Repeat the entries shown below with every word and mark intact.
----
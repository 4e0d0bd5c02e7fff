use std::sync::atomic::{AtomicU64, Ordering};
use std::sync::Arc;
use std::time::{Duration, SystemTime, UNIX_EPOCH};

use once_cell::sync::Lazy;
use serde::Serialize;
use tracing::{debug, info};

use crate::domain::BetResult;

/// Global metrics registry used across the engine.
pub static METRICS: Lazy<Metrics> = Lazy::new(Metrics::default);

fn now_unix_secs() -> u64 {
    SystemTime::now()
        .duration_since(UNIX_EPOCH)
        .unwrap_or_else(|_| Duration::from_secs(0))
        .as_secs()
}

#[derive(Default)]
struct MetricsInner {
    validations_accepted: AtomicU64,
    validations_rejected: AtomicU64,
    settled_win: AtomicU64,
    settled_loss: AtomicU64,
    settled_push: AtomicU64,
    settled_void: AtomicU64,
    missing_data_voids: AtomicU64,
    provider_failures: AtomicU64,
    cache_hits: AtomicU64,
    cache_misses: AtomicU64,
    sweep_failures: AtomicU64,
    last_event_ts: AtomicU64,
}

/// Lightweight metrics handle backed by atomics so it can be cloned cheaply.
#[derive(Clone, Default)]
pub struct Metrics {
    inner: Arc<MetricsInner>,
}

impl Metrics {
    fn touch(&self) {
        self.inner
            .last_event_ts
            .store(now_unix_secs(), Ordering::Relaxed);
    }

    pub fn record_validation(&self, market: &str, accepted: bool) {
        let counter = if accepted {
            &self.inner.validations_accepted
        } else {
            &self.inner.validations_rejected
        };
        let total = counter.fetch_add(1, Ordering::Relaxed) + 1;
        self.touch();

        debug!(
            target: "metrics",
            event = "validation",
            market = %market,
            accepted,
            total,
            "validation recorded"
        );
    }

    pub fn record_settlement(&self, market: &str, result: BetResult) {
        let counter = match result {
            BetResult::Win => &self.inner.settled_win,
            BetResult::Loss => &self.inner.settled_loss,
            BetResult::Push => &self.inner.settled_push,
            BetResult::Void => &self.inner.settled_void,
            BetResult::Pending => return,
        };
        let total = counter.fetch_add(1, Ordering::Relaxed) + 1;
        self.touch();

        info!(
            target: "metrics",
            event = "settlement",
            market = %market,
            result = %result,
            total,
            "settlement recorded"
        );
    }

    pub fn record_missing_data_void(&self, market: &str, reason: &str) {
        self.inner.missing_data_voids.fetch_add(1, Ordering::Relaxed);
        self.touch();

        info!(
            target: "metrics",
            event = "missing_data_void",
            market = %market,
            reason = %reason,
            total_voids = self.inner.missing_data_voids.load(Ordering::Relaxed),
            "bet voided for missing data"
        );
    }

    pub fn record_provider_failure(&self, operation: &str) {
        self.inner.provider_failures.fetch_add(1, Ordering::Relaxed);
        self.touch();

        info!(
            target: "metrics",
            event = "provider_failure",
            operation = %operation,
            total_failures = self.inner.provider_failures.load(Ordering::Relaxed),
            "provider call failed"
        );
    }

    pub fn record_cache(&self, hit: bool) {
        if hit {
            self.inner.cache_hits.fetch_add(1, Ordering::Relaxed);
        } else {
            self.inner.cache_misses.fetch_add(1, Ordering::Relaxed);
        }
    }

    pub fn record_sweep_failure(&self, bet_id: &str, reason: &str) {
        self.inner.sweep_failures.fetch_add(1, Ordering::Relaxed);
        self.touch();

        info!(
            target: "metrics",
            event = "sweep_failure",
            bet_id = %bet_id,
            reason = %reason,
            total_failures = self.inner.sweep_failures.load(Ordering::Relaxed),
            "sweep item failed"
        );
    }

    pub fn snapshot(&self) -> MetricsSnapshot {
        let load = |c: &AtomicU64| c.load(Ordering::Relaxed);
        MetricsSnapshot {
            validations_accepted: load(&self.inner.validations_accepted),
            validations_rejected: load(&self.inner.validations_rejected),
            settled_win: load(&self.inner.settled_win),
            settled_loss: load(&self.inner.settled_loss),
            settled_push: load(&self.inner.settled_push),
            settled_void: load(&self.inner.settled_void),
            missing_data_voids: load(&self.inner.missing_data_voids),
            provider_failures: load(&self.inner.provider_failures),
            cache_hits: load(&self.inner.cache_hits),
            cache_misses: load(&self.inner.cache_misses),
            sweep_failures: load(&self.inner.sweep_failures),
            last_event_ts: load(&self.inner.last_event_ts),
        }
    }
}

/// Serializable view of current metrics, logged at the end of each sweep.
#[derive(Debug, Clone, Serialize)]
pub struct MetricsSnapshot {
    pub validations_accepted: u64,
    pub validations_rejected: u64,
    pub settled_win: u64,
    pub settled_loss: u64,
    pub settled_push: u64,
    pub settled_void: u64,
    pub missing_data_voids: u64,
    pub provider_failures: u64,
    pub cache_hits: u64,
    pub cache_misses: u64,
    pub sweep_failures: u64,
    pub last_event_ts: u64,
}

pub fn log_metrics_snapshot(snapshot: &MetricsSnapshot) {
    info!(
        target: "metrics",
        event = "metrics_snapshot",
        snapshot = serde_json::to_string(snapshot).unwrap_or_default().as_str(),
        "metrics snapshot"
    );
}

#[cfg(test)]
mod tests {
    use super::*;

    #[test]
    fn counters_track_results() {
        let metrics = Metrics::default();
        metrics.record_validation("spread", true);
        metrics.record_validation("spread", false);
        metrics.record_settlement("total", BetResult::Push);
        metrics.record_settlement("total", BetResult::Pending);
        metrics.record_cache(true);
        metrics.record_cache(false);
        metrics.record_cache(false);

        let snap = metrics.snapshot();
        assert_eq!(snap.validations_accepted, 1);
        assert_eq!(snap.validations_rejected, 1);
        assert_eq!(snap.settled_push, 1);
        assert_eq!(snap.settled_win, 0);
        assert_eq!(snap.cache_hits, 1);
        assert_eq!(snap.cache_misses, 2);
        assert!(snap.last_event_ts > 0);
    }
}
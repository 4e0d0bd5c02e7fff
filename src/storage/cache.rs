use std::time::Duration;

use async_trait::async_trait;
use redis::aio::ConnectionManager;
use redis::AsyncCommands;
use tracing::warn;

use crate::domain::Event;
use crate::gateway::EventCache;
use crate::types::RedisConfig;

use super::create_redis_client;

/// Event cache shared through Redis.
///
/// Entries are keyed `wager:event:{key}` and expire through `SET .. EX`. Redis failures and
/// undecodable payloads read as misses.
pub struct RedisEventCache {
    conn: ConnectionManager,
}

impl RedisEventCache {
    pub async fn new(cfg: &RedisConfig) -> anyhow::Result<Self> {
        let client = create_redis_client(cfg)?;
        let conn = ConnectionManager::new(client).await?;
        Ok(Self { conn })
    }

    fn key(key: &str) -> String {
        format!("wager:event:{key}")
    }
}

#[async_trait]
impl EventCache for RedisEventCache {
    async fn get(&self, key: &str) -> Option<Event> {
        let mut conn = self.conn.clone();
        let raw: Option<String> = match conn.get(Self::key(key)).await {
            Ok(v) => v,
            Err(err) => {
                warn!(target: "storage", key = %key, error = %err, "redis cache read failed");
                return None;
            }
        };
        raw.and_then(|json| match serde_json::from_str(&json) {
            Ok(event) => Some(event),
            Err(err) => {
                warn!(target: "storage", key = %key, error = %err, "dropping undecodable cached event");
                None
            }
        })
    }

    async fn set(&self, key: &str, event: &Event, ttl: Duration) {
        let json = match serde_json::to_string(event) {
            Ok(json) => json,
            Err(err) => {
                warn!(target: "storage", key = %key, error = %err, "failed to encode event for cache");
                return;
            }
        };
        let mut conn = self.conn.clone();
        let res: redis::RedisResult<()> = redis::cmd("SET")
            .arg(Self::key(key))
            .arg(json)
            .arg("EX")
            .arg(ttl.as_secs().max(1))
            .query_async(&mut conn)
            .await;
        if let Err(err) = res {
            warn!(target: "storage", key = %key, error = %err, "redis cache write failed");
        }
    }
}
----
▸ **Solved problem**
repository 4e0d0bd5c02e7fff
use std::sync::atomic::{AtomicU64, Ordering};
use std::sync::Arc;
use std::time::{Duration, SystemTime, UNIX_EPOCH};

use once_cell::sync::Lazy;
use serde::Serialize;
use tracing::{debug, info};

use crate::domain::BetResult;

/// Global metrics registry used across the engine.
pub static METRICS: Lazy<Metrics> = Lazy::new(Metrics::default);

fn now_unix_secs() -> u64 {
    SystemTime::now()
        .duration_since(UNIX_EPOCH)
        .unwrap_or_else(|_| Duration::from_secs(0))
        .as_secs()
}

#[derive(Default)]
struct MetricsInner {
    validations_accepted: AtomicU64,
    validations_rejected: AtomicU64,
    settled_win: AtomicU64,
    settled_loss: AtomicU64,
    settled_push: AtomicU64,
    settled_void: AtomicU64,
    missing_data_voids: AtomicU64,
    provider_failures: AtomicU64,
    cache_hits: AtomicU64,
    cache_misses: AtomicU64,
    sweep_failures: AtomicU64,
    last_event_ts: AtomicU64,
}

/// Lightweight metrics handle backed by atomics so it can be cloned cheaply.
#[derive(Clone, Default)]
pub struct Metrics {
    inner: Arc<MetricsInner>,
}

impl Metrics {
    fn touch(&self) {
        self.inner
            .last_event_ts
            .store(now_unix_secs(), Ordering::Relaxed);
    }

    pub fn record_validation(&self, market: &str, accepted: bool) {
        let counter = if accepted {
            &self.inner.validations_accepted
        } else {
            &self.inner.validations_rejected
        };
        let total = counter.fetch_add(1, Ordering::Relaxed) + 1;
        self.touch();

        debug!(
            target: "metrics",
            event = "validation",
            market = %market,
            accepted,
            total,
            "validation recorded"
        );
    }

    pub fn record_settlement(&self, market: &str, result: BetResult) {
        let counter = match result {
            BetResult::Win => &self.inner.settled_win,
            BetResult::Loss => &self.inner.settled_loss,
            BetResult::Push => &self.inner.settled_push,
            BetResult::Void => &self.inner.settled_void,
            BetResult::Pending => return,
        };
        let total = counter.fetch_add(1, Ordering::Relaxed) + 1;
        self.touch();

        info!(
            target: "metrics",
            event = "settlement",
            market = %market,
            result = %result,
            total,
            "settlement recorded"
        );
    }

    pub fn record_missing_data_void(&self, market: &str, reason: &str) {
        self.inner.missing_data_voids.fetch_add(1, Ordering::Relaxed);
        self.touch();

        info!(
            target: "metrics",
            event = "missing_data_void",
            market = %market,
            reason = %reason,
            total_voids = self.inner.missing_data_voids.load(Ordering::Relaxed),
            "bet voided for missing data"
        );
    }

    pub fn record_provider_failure(&self, operation: &str) {
        self.inner.provider_failures.fetch_add(1, Ordering::Relaxed);
        self.touch();

        info!(
            target: "metrics",
            event = "provider_failure",
            operation = %operation,
            total_failures = self.inner.provider_failures.load(Ordering::Relaxed),
            "provider call failed"
        );
    }

    pub fn record_cache(&self, hit: bool) {
        if hit {
            self.inner.cache_hits.fetch_add(1, Ordering::Relaxed);
        } else {
            self.inner.cache_misses.fetch_add(1, Ordering::Relaxed);
        }
    }

    pub fn record_sweep_failure(&self, bet_id: &str, reason: &str) {
        self.inner.sweep_failures.fetch_add(1, Ordering::Relaxed);
        self.touch();

        info!(
            target: "metrics",
            event = "sweep_failure",
            bet_id = %bet_id,
            reason = %reason,
            total_failures = self.inner.sweep_failures.load(Ordering::Relaxed),
            "sweep item failed"
        );
    }

    pub fn snapshot(&self) -> MetricsSnapshot {
        let load = |c: &AtomicU64| c.load(Ordering::Relaxed);
        MetricsSnapshot {
            validations_accepted: load(&self.inner.validations_accepted),
            validations_rejected: load(&self.inner.validations_rejected),
            settled_win: load(&self.inner.settled_win),
            settled_loss: load(&self.inner.settled_loss),
            settled_push: load(&self.inner.settled_push),
            settled_void: load(&self.inner.settled_void),
            missing_data_voids: load(&self.inner.missing_data_voids),
            provider_failures: load(&self.inner.provider_failures),
            cache_hits: load(&self.inner.cache_hits),
            cache_misses: load(&self.inner.cache_misses),
            sweep_failures: load(&self.inner.sweep_failures),
            last_event_ts: load(&self.inner.last_event_ts),
        }
    }
}

/// Serializable view of current metrics, logged at the end of each sweep.
#[derive(Debug, Clone, Serialize)]
pub struct MetricsSnapshot {
    pub validations_accepted: u64,
    pub validations_rejected: u64,
    pub settled_win: u64,
    pub settled_loss: u64,
    pub settled_push: u64,
    pub settled_void: u64,
    pub missing_data_voids: u64,
    pub provider_failures: u64,
    pub cache_hits: u64,
    pub cache_misses: u64,
    pub sweep_failures: u64,
    pub last_event_ts: u64,
}

pub fn log_metrics_snapshot(snapshot: &MetricsSnapshot) {
    info!(
        target: "metrics",
        event = "metrics_snapshot",
        snapshot = serde_json::to_string(snapshot).unwrap_or_default().as_str(),
        "metrics snapshot"
    );
}

#[cfg(test)]
mod tests {
    use super::*;

    #[test]
    fn counters_track_results() {
        let metrics = Metrics::default();
        metrics.record_validation("spread", true);
        metrics.record_validation("spread", false);
        metrics.record_settlement("total", BetResult::Push);
        metrics.record_settlement("total", BetResult::Pending);
        metrics.record_cache(true);
        metrics.record_cache(false);
        metrics.record_cache(false);

        let snap = metrics.snapshot();
        assert_eq!(snap.validations_accepted, 1);
        assert_eq!(snap.validations_rejected, 1);
        assert_eq!(snap.settled_push, 1);
        assert_eq!(snap.settled_win, 0);
        assert_eq!(snap.cache_hits, 1);
        assert_eq!(snap.cache_misses, 2);
        assert!(snap.last_event_ts > 0);
    }
}
repository 4e0d0bd5c02e7fff
filename src/storage/cache.rs
use std::time::Duration;

use async_trait::async_trait;
use redis::aio::ConnectionManager;
use redis::AsyncCommands;
use tracing::warn;

use crate::domain::Event;
use crate::gateway::EventCache;
use crate::types::RedisConfig;

use super::create_redis_client;

/// Event cache shared through Redis.
///
/// Entries are keyed `wager:event:{key}` and expire through `SET .. EX`. Redis failures and
/// undecodable payloads read as misses.
pub struct RedisEventCache {
    conn: ConnectionManager,
}

impl RedisEventCache {
    pub async fn new(cfg: &RedisConfig) -> anyhow::Result<Self> {
        let client = create_redis_client(cfg)?;
        let conn = ConnectionManager::new(client).await?;
        Ok(Self { conn })
    }

    fn key(key: &str) -> String {
        format!("wager:event:{key}")
    }
}

#[async_trait]
impl EventCache for RedisEventCache {
    async fn get(&self, key: &str) -> Option<Event> {
        let mut conn = self.conn.clone();
        let raw: Option<String> = match conn.get(Self::key(key)).await {
            Ok(v) => v,
            Err(err) => {
                warn!(target: "storage", key = %key, error = %err, "redis cache read failed");
                return None;
            }
        };
        raw.and_then(|json| match serde_json::from_str(&json) {
            Ok(event) => Some(event),
            Err(err) => {
                warn!(target: "storage", key = %key, error = %err, "dropping undecodable cached event");
                None
            }
        })
    }

    async fn set(&self, key: &str, event: &Event, ttl: Duration) {
        let json = match serde_json::to_string(event) {
            Ok(json) => json,
            Err(err) => {
                warn!(target: "storage", key = %key, error = %err, "failed to encode event for cache");
                return;
            }
        };
        let mut conn = self.conn.clone();
        let res: redis::RedisResult<()> = redis::cmd("SET")
            .arg(Self::key(key))
            .arg(json)
            .arg("EX")
            .arg(ttl.as_secs().max(1))
            .query_async(&mut conn)
            .await;
        if let Err(err) = res {
            warn!(target: "storage", key = %key, error = %err, "redis cache write failed");
        }
    }
}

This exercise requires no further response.